Nothing
#' Unbalanced Optimal Transport between pgrid Objects
#'
#' Compute optimal transport between unnormalized images / mass distributions (\code{pgrid} objects)
#' under the option that mass can be dispose of. Transport cost per unit is distance of transport to
#' the \code{p}-th power. Disposal cost per unit is \code{C^p}.\cr
#'
#' @param a,b objects of class \code{\link{pgrid}} that are compatible.
#' @param p a power \eqn{\geq 1} applied to the transport and disposal costs. The order
#' of the resulting unbalanced Wasserstein metric.
#' @param C The base disposal cost (without the power \code{p})
#' @param method one of \code{"networkflow"} and \code{"revsimplex"}, specifing the algorithm used. See details.
#' @param output character. One of "dist", "all" and "rawres". Determines what the function
#' returns: only the unbalanced Wasserstein distance; all available information about the
#' transport plan and the extra mass; or the raw result obtained by the networkflow algorithm.
#' The latter is the same format as in the \code{transport} function with option \code{fullreturn=TRUE}.
#' The choice \code{output = "rawres"} is mainly intended for internal use.
#' @param threads an integer specifying the number of threads for parallel computing in connection with
#' the networkflow method.
#'
#' @details Given two non-negative mass distributions ("images") \eqn{a=(a_x)_{x \in G}}, \eqn{b=(a_y)_{y \in G}}
#' on a grid \eqn{G}, this function minimizes the functional
#' \deqn{\sum_{x,y \in G} \pi_{x,y} d(x,y)^p + C^p \bigl( \sum_{x \in G} (a_x - \pi^{(1)}_x) + \sum_{y \in G} (b_y - \pi^{(2)}_y) \bigr)}
#' over all \eqn{(\pi_{x,y})_{x,y \in G}} satisfying
#' \deqn{0 \leq \pi^{(1)}_x := \sum_{y \in G} \pi_{x,y} \leq a_x \ \textrm{and} \ 0 \leq \pi^{(2)}_y := \sum_{x \in G} \pi_{x,y} \leq b_y.}
#'
#' Thus \eqn{\pi_{x,y}} denotes the amount of mass transported from \eqn{x} to \eqn{y}, whereas \eqn{\pi^{(1)}_x}
#' and \eqn{\pi^{(2)}_y} are the total mass transported away from \eqn{x} and total mass transported to \eqn{y}, respectively.
#' Accordingly \eqn{\sum_{x \in G} (a_x - \pi^{(1)}_x)} and \eqn{\sum_{y \in G} (b_y - \pi^{(2)}_y)} are the total
#' amounts of mass of \eqn{a} and \eqn{b}, respectively, that need to be disposed of.
#'
#' The minimal value of the functional above taken to the \eqn{1/p} is what we refer to as unbalanced
#' \eqn{(p,C)}-Wasserstein metric.

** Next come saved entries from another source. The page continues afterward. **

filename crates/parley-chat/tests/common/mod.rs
//! Fakes and fixtures shared by the turn tests.

#![allow(dead_code)]

use std::sync::atomic::{AtomicBool, AtomicUsize, Ordering};
use std::sync::{Arc, Mutex};

use jiff::Timestamp;
use serde_json::{Value, json};
use uuid::Uuid;

use parley_chat::turn::ChatDeps;
use parley_core::keys;
use parley_core::models::chat::ProjectChat;
use parley_core::models::message::ProjectMessage;
use parley_core::models::project::{Project, ProjectInstructions};
use parley_openai::BoxFuture;
use parley_openai::completion::{CompletionApi, CompletionRequest, RawModelOutput};
use parley_openai::error::OpenAiError;
use parley_openai::image::{FetchedImage, GeneratedImage, ImageApi, ImageFetcher, ImageRequest};
use parley_storage::error::StorageError;
use parley_storage::memory::MemoryProjectStore;
use parley_storage::store::{self, ProjectStore};

pub struct FakeCompletion {
    reply: Option<RawModelOutput>,
    pub calls: AtomicUsize,
    pub last_request: Mutex<Option<CompletionRequest>>,
}

impl FakeCompletion {
    pub fn replying(reply: RawModelOutput) -> Arc<Self> {
        Arc::new(Self {
            reply: Some(reply),
            calls: AtomicUsize::new(0),
            last_request: Mutex::new(None),
        })
    }

    pub fn text(text: &str) -> Arc<Self> {
        Self::replying(RawModelOutput {
            text: text.to_string(),
            ..Default::default()
        })
    }

    pub fn failing() -> Arc<Self> {
        Arc::new(Self {
            reply: None,
            calls: AtomicUsize::new(0),
            last_request: Mutex::new(None),
        })
    }

    pub fn calls(&self) -> usize {
        self.calls.load(Ordering::SeqCst)
    }

    pub fn last_request(&self) -> CompletionRequest {
        self.last_request.lock().unwrap().clone().unwrap()
    }
}

impl CompletionApi for FakeCompletion {
    fn complete(
        &self,
        request: CompletionRequest,
    ) -> BoxFuture<'_, Result<RawModelOutput, OpenAiError>> {
        Box::pin(async move {
            self.calls.fetch_add(1, Ordering::SeqCst);
            *self.last_request.lock().unwrap() = Some(request);
            self.reply.clone().ok_or_else(|| OpenAiError::Status {
                status: 500,
                body: "model unavailable".to_string(),
            })
        })
    }
}

pub struct FakeImages {
    result: Option<GeneratedImage>,
    pub calls: AtomicUsize,
    pub last_request: Mutex<Option<ImageRequest>>,
}

impl FakeImages {
    pub fn returning(result: GeneratedImage) -> Arc<Self> {
        Arc::new(Self {
            result: Some(result),
            calls: AtomicUsize::new(0),
            last_request: Mutex::new(None),
        })
    }

    pub fn failing() -> Arc<Self> {
        Arc::new(Self {
            result: None,
            calls: AtomicUsize::new(0),
            last_request: Mutex::new(None),
        })
    }

    pub fn calls(&self) -> usize {
        self.calls.load(Ordering::SeqCst)
    }

    pub fn last_request(&self) -> ImageRequest {
        self.last_request.lock().unwrap().clone().unwrap()
    }
}

impl ImageApi for FakeImages {
    fn generate(
        &self,
        request: ImageRequest,
    ) -> BoxFuture<'_, Result<GeneratedImage, OpenAiError>> {
        Box::pin(async move {
            self.calls.fetch_add(1, Ordering::SeqCst);
            *self.last_request.lock().unwrap() = Some(request);
            self.result
                .clone()
                .ok_or_else(|| OpenAiError::Transport("connection reset".to_string()))
        })
    }
}

pub struct FakeFetcher {
    result: Option<FetchedImage>,
    pub calls: AtomicUsize,
}

impl FakeFetcher {
    pub fn returning(content_type: &str, bytes: &[u8]) -> Arc<Self> {
        Arc::new(Self {
            result: Some(FetchedImage {
                content_type: content_type.to_string(),
                bytes: bytes.to_vec(),
            }),
            calls: AtomicUsize::new(0),
        })
    }

    pub fn failing() -> Arc<Self> {
        Arc::new(Self {
            result: None,
            calls: AtomicUsize::new(0),
        })
    }

    pub fn calls(&self) -> usize {
        self.calls.load(Ordering::SeqCst)
    }
}

impl ImageFetcher for FakeFetcher {
    fn fetch(&self, url: String) -> BoxFuture<'_, Result<FetchedImage, OpenAiError>> {
        Box::pin(async move {
            self.calls.fetch_add(1, Ordering::SeqCst);
            self.result.clone().ok_or_else(|| OpenAiError::Status {
                status: 403,
                body: format!("image download failed for {url}"),
            })
        })
    }
}

/// Memory store whose writes can be switched off.
#[derive(Default)]
pub struct FlakyStore {
    pub inner: MemoryProjectStore,
    writes_rejected: AtomicBool,
    touch_rejected: AtomicBool,
}

impl FlakyStore {
    /// Fail every message append and chat touch.
    pub fn reject_writes(&self) {
        self.writes_rejected.store(true, Ordering::SeqCst);
    }

    /// Fail only the chat touch; message appends still land.
    pub fn reject_touch(&self) {
        self.touch_rejected.store(true, Ordering::SeqCst);
    }

    fn check(&self, key: String, rejected: bool) -> Result<(), StorageError> {
        if rejected || self.writes_rejected.load(Ordering::SeqCst) {
            Err(StorageError::Write {
                key,
                message: "store is read-only".to_string(),
            })
        } else {
            Ok(())
        }
    }
}

impl ProjectStore for FlakyStore {
    fn find_project(
        &self,
        project_id: Uuid,
        owner_id: Uuid,
    ) -> store::BoxFuture<'_, Result<Option<Project>, StorageError>> {
        self.inner.find_project(project_id, owner_id)
    }

    fn put_project(&self, project: Project) -> store::BoxFuture<'_, Result<(), StorageError>> {
        self.inner.put_project(project)
    }

    fn find_chat(
        &self,
        chat_id: Uuid,
        project_id: Uuid,
    ) -> store::BoxFuture<'_, Result<Option<ProjectChat>, StorageError>> {
        self.inner.find_chat(chat_id, project_id)
    }

    fn put_chat(&self, chat: ProjectChat) -> store::BoxFuture<'_, Result<(), StorageError>> {
        self.inner.put_chat(chat)
    }

    fn list_chats(
        &self,
        project_id: Uuid,
    ) -> store::BoxFuture<'_, Result<Vec<ProjectChat>, StorageError>> {
        self.inner.list_chats(project_id)
    }

    fn touch_chat(
        &self,
        project_id: Uuid,
        chat_id: Uuid,
        at: Timestamp,
    ) -> store::BoxFuture<'_, Result<(), StorageError>> {
        Box::pin(async move {
            let rejected = self.touch_rejected.load(Ordering::SeqCst);
            self.check(keys::project_chat(project_id, chat_id), rejected)?;
            self.inner.touch_chat(project_id, chat_id, at).await
        })
    }

    fn get_instructions(
        &self,
        project_id: Uuid,
    ) -> store::BoxFuture<'_, Result<Option<ProjectInstructions>, StorageError>> {
        self.inner.get_instructions(project_id)
    }

    fn put_instructions(
        &self,
        instructions: ProjectInstructions,
    ) -> store::BoxFuture<'_, Result<(), StorageError>> {
        self.inner.put_instructions(instructions)
    }

    fn append_message(
        &self,
        message: ProjectMessage,
    ) -> store::BoxFuture<'_, Result<(), StorageError>> {
        Box::pin(async move {
            let key = keys::chat_message(message.chat_id, message.created_at, message.id);
            self.check(key, false)?;
            self.inner.append_message(message).await
        })
    }

    fn list_messages(
        &self,
        chat_id: Uuid,
    ) -> store::BoxFuture<'_, Result<Vec<ProjectMessage>, StorageError>> {
        self.inner.list_messages(chat_id)
    }
}

/// A project owned by `owner` with one chat, plus ids for building requests.
pub struct Fixture {
    pub store: Arc<FlakyStore>,
    pub owner: Uuid,
    pub project: Project,
    pub chat: ProjectChat,
}

impl Fixture {
    pub async fn new() -> Self {
        Self::with_index(None).await
    }

    pub async fn with_index(vector_store_id: Option<&str>) -> Self {
        let store = Arc::new(FlakyStore::default());
        let owner = Uuid::new_v4();
        let now = Timestamp::now();

        let project = Project {
            id: Uuid::new_v4(),
            owner_id: owner,
            name: "Atlas".to_string(),
            description: None,
            vector_store_id: vector_store_id.map(str::to_string),
            deleted_at: None,
            created_at: now,
            updated_at: now,
        };
        store.put_project(project.clone()).await.unwrap();

        let mut chat = ProjectChat::new(project.id, "Launch plan", owner);
        chat.updated_at = now - jiff::SignedDuration::from_secs(3600);
        store.put_chat(chat.clone()).await.unwrap();

        Self {
            store,
            owner,
            project,
            chat,
        }
    }

    pub async fn set_instructions(&self, text: &str) {
        self.store
            .put_instructions(ProjectInstructions {
                project_id: self.project.id,
                instructions: Some(text.to_string()),
                updated_at: Timestamp::now(),
                updated_by: Some(self.owner),
            })
            .await
            .unwrap();
    }

    pub fn deps(
        &self,
        completion: Arc<FakeCompletion>,
        images: Arc<FakeImages>,
        fetcher: Arc<FakeFetcher>,
    ) -> ChatDeps {
        ChatDeps {
            store: self.store.clone(),
            completion,
            images,
            fetcher,
        }
    }

    /// A request with history `[user "hi", assistant "hello", user <current>]`.
    pub fn request(&self, current: &str, web_search: bool) -> Value {
        json!({
            "projectId": self.project.id.to_string(),
            "chatId": self.chat.id.to_string(),
            "callerId": self.owner.to_string(),
            "messages": [
                { "role": "user", "content": "hi" },
                { "role": "assistant", "content": "hello" },
                { "role": "user", "content": current }
            ],
            "webSearch": web_search
        })
    }

    pub async fn stored_messages(&self) -> Vec<ProjectMessage> {
        self.store.list_messages(self.chat.id).await.unwrap()
    }

    pub async fn chat_updated_at(&self) -> Timestamp {
        self.store
            .find_chat(self.chat.id, self.project.id)
            .await
            .unwrap()
            .unwrap()
            .updated_at
    }
}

This metric is used, in various variants, in an number of research papers.
#' See Heinemann et al. (2022) and the references therein and Müller et al. (2022), Remark 3. We follow the
#' convention of the latter paper regarding the parametrization and the use of the term \emph{unbalanced Wasserstein metric}.
#'
#' The practical difference between the two methods "networkflow" and "revsimplex" can
#' roughly described as follows. The former is typically faster for large examples (64x64
#' and beyond), especially if several threads are used. The latter is typically faster
#' for smaller examples (which may be relevant if pairwise transports between many objects
#' are computed) and it guarantees a sparse(r) solution, i.e. at most m+n+1 individual
#' transports, where m and n are the number of non-zero masses in \code{a} and \code{b}, respectively).
#' Note however that due to the implementation the revsimplex algorithm is a little less
#' precise (roughly within 1e-7 tolerance). For more details on the algorithms see \code{\link{transport}}.

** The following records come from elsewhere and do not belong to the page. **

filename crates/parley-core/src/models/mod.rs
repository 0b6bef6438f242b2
pub mod chat;
pub mod message;
pub mod project;
pub mod turn;
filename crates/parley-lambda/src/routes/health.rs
use axum::Json;
use serde_json::{Value, json};

pub async fn health_check() -> Json<Value> {
    Json(json!({ "status": "ok" }))
}
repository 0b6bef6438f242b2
use axum::http::StatusCode;
use axum::response::{IntoResponse, Response};
use axum::Json;
use serde::Serialize;

use parley_chat::error::ChatError;

/// Unified API error type for all route handlers.
#[derive(Debug)]
pub enum ApiError {
    NotFound(String),
    BadRequest(String),
    Unauthorized(String),
    BadGateway(String),
    Internal(String),
}

#[derive(Serialize)]
struct ErrorBody {
    error: String,
}

impl IntoResponse for ApiError {
    fn into_response(self) -> Response {
        let (status, message) = match self {
            ApiError::NotFound(msg) => (StatusCode::NOT_FOUND, msg),
            ApiError::BadRequest(msg) => (StatusCode::BAD_REQUEST, msg),
            ApiError::Unauthorized(msg) => (StatusCode::UNAUTHORIZED, msg),
            ApiError::BadGateway(msg) => {
                tracing::error!("upstream error: {msg}");
                (StatusCode::BAD_GATEWAY, "upstream service failed".to_string())
            }
            ApiError::Internal(msg) => {
                tracing::error!("internal error: {msg}");
                (StatusCode::INTERNAL_SERVER_ERROR, "internal server error".to_string())
            }
        };

        (status, Json(ErrorBody { error: message })).into_response()
    }
}

impl From<ChatError> for ApiError {
    fn from(e: ChatError) -> Self {
        match e {
            ChatError::Validation(e) => ApiError::BadRequest(e.to_string()),
            ChatError::NotFound(msg) => ApiError::NotFound(msg),
            ChatError::Upstream(e) => ApiError::BadGateway(e.to_string()),
            ChatError::Store(e) => ApiError::Internal(e.to_string()),
        }
    }
}
use axum::extract::Request;
use axum::middleware::Next;
use axum::response::Response;
use uuid::Uuid;

use crate::error::ApiError;

/// Header carrying the authenticated user id, set by the upstream authorizer.
pub const CALLER_HEADER: &str = "x-parley-caller";

/// Identity of the user making the request.
#[derive(Clone, Copy, Debug)]
pub struct Caller {
    pub id: Uuid,
}

/// Reads [`CALLER_HEADER`] and inserts a [`Caller`] into request extensions.
///
/// Token validation happens before requests reach this service; a missing
/// or malformed header is rejected outright.
pub async fn require_caller(mut req: Request, next: Next) -> Result<Response, ApiError> {
    let id = req
        .headers()
        .get(CALLER_HEADER)
        .and_then(|v| v.to_str().ok())
        .and_then(|v| Uuid::parse_str(v.trim()).ok())
        .ok_or_else(|| ApiError::Unauthorized("missing or invalid caller".to_string()))?;

    req.extensions_mut().insert(Caller { id });

    Ok(next.run(req).await)
}
//! parley-openai
//!
//! Remote completion and image-generation calls, the capability
//! declarations sent with each turn, and the parsing of what comes back.

pub mod capabilities;
pub mod client;
pub mod completion;
pub mod config;
pub mod error;
pub mod image;

use std::future::Future;
use std::pin::Pin;

pub type BoxFuture<'a, T> = Pin<Box<dyn Future<Output = T> + Send + 'a>>;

#' @return If \code{output = "dist"} a single numeric, the unbalanced \eqn{(p,C)}-Wasserstein distance.
#' Otherwise a list. If \code{output = "all"} the list saves \code{a}, \code{b}, \code{p}, \code{C} as attributes and
#' has the following components:
#' \item{dist}{same as for \code{output = "dist"}.}
#' \item{plan}{an optimal transport plan. This is a data frame with columns \code{from}, \code{to} and \code{mass}
#' that specifies from which element of \code{a} to which element of \code{b} what amount of mass is sent.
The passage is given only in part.